I have always been told by everyone that I do not act my age. I never understood why it was a bad thing, because I like to think that I live my life to the utmost of my capabilities.

The dilly-dallying and all the drama should have been done ages ago. It should have been left in high school. I have no time for it. I just hate it when people spend so much time on petty things thinking that it would matter in the end. For those who do this, I have a few words for you: It will never matter. You will think about it for sometime and in the end you’ll say “Fuck it, that wasn’t  worth it. Should have done other important things instead of wallowing in a hole of despair that I dug up for myself.”

How did I get here? Well, I was reading A Visit from the Goon Squad a few days ago and realized that the book was not for me. I was the complete opposite of every character. They live in regret, not taking careful steps. You might say I don’t live an adventurous life, but I do. I just make sure that I don’t fuck things up with stupid decisions that I won’t learn from. You have to understand that there are stupid decisions which you can learn from and stupid decisions that just ruin you forever.

A lot of my friends have started realizing that time is a goon. Hello, time has always been a goon. That’s why I don’t consider petty things to be trivial.
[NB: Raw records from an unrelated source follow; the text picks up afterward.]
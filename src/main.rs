//! Titlescan main entry point
//!
//! This is the command-line interface for the Titlescan bulk title harvester.

use anyhow::Context;
use clap::Parser;
use std::path::PathBuf;
use titlescan::config::{load_config_with_hash, validate, Config};
use titlescan::crawler::Coordinator;
use titlescan::input::read_url_lists;
use titlescan::output::print_run_summary;
use titlescan::ScanError;
use tracing_subscriber::EnvFilter;

/// Titlescan: a bulk page-title harvester
///
/// Titlescan reads every `*.txt` URL list in the input folder, fetches the
/// URLs concurrently, and writes one URL/Title report per list.
#[derive(Parser, Debug)]
#[command(name = "titlescan")]
#[command(version = "1.0.0")]
#[command(about = "A bulk page-title harvester", long_about = None)]
struct Cli {
    /// Path to an optional TOML configuration file
    #[arg(short, long, value_name = "CONFIG")]
    config: Option<PathBuf>,

    /// Folder containing *.txt URL lists
    #[arg(short, long, value_name = "DIR")]
    input: Option<PathBuf>,

    /// Folder receiving the reports
    #[arg(short, long, value_name = "DIR")]
    output: Option<PathBuf>,

    /// Maximum number of requests in flight
    #[arg(long, value_name = "N")]
    concurrency: Option<usize>,

    /// URLs processed per chunk
    #[arg(long, value_name = "N")]
    chunk_size: Option<usize>,

    /// Per-request timeout in seconds
    #[arg(long, value_name = "SECS")]
    timeout: Option<u64>,

    /// Attempts per URL, including the first
    #[arg(long, value_name = "N")]
    max_attempts: Option<u32>,

    /// Increase logging verbosity (-v, -vv, -vvv)
    #[arg(short, long, action = clap::ArgAction::Count)]
    verbose: u8,

    /// Suppress non-error output
    #[arg(short, long, conflicts_with = "verbose")]
    quiet: bool,

    /// Show the effective configuration and input files without fetching
    #[arg(long)]
    dry_run: bool,
}

#[tokio::main]
async fn main() -> anyhow::Result<()> {
    let cli = Cli::parse();

    // Setup logging based on verbosity
    setup_logging(cli.verbose, cli.quiet);

    let config = build_config(&cli)?;

    if cli.dry_run {
        handle_dry_run(&config);
        return Ok(());
    }

    handle_scan(config).await
}

/// Sets up the logging/tracing subscriber based on verbosity level
fn setup_logging(verbose: u8, quiet: bool) {
    let filter = if quiet {
        EnvFilter::new("error")
    } else {
        match verbose {
            0 => EnvFilter::new("titlescan=info,warn"),
            1 => EnvFilter::new("titlescan=debug,info"),
            2 => EnvFilter::new("titlescan=trace,debug"),
            _ => EnvFilter::new("trace"),
        }
    };

    tracing_subscriber::fmt()
        .with_env_filter(filter)
        .with_target(false)
        .with_thread_ids(false)
        .with_file(false)
        .init();
}

/// Loads the config file (if any) and applies command-line overrides
fn build_config(cli: &Cli) -> anyhow::Result<Config> {
    let mut config = match &cli.config {
        Some(path) => {
            tracing::info!("Loading configuration from: {}", path.display());
            let (config, hash) = load_config_with_hash(path)
                .with_context(|| format!("Failed to load configuration {}", path.display()))?;
            tracing::info!("Configuration loaded successfully (hash: {})", hash);
            config
        }
        None => Config::default(),
    };

    if let Some(input) = &cli.input {
        config.io.input_dir = input.clone();
    }
    if let Some(output) = &cli.output {
        config.io.output_dir = output.clone();
    }
    if let Some(concurrency) = cli.concurrency {
        config.fetch.max_concurrent_requests = concurrency;
    }
    if let Some(chunk_size) = cli.chunk_size {
        config.fetch.chunk_size = chunk_size;
    }
    if let Some(timeout) = cli.timeout {
        config.fetch.timeout_secs = timeout;
    }
    if let Some(max_attempts) = cli.max_attempts {
        config.fetch.max_attempts = max_attempts;
    }

    validate(&config).context("Invalid settings")?;
    Ok(config)
}

/// Handles the --dry-run mode: shows settings and what would be fetched
fn handle_dry_run(config: &Config) {
    println!("=== Titlescan Dry Run ===\n");

    println!("Fetch Configuration:");
    println!("  Timeout: {}s", config.fetch.timeout_secs);
    println!(
        "  Max concurrent requests: {}",
        config.fetch.max_concurrent_requests
    );
    println!("  Chunk size: {}", config.fetch.chunk_size);
    println!("  Max attempts: {}", config.fetch.max_attempts);
    println!("  Retry delay: {}ms", config.fetch.retry_delay_ms);
    println!(
        "  Retry client errors: {}",
        config.fetch.retry_client_errors
    );

    println!("\nFolders:");
    println!("  Input: {}", config.io.input_dir.display());
    println!("  Output: {}", config.io.output_dir.display());

    match read_url_lists(&config.io.input_dir) {
        Ok(discovered) => {
            println!("\nURL Lists ({}):", discovered.lists.len());
            for list in &discovered.lists {
                println!("  - {} ({} URLs)", list.name, list.urls.len());
            }
            for error in &discovered.unreadable {
                println!("  ✗ {}", error);
            }
            println!(
                "\n✓ Would fetch {} URLs",
                discovered.lists.iter().map(|l| l.urls.len()).sum::<usize>()
            );
        }
        Err(e) => println!("\n✗ {}", e),
    }
}

/// Handles the main scan operation
async fn handle_scan(config: Config) -> anyhow::Result<()> {
    tracing::info!(
        "Input: {}, output: {}, concurrency: {}, chunk size: {}",
        config.io.input_dir.display(),
        config.io.output_dir.display(),
        config.fetch.max_concurrent_requests,
        config.fetch.chunk_size
    );

    let coordinator = Coordinator::new(config);
    match coordinator.run().await {
        Ok(summary) => {
            print_run_summary(&summary);
            tracing::info!("All files processed");
            Ok(())
        }
        // Nothing to do is reported, not treated as a crash
        Err(ScanError::Input(e)) if e.is_nothing_to_do() => {
            tracing::error!("{}", e);
            Ok(())
        }
        Err(e) => Err(e).context("Scan failed"),
    }
}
It just surprised me that they needed this book to tell them what has always been out there.

I’m 19, but I have lived my life to the point wherein I can be 55 and people will believe me because of what I have been through. I have made stupid decisions, but I have learned from each and every one of them. They made me tough. Some say they made me heartless, but I would like to point out that my heart is locked away in a safe, only to be opened by the most worthy.

Don’t jump to conclusions. The only person that can open that safe is me. I am the only one worthy enough to handle my heart.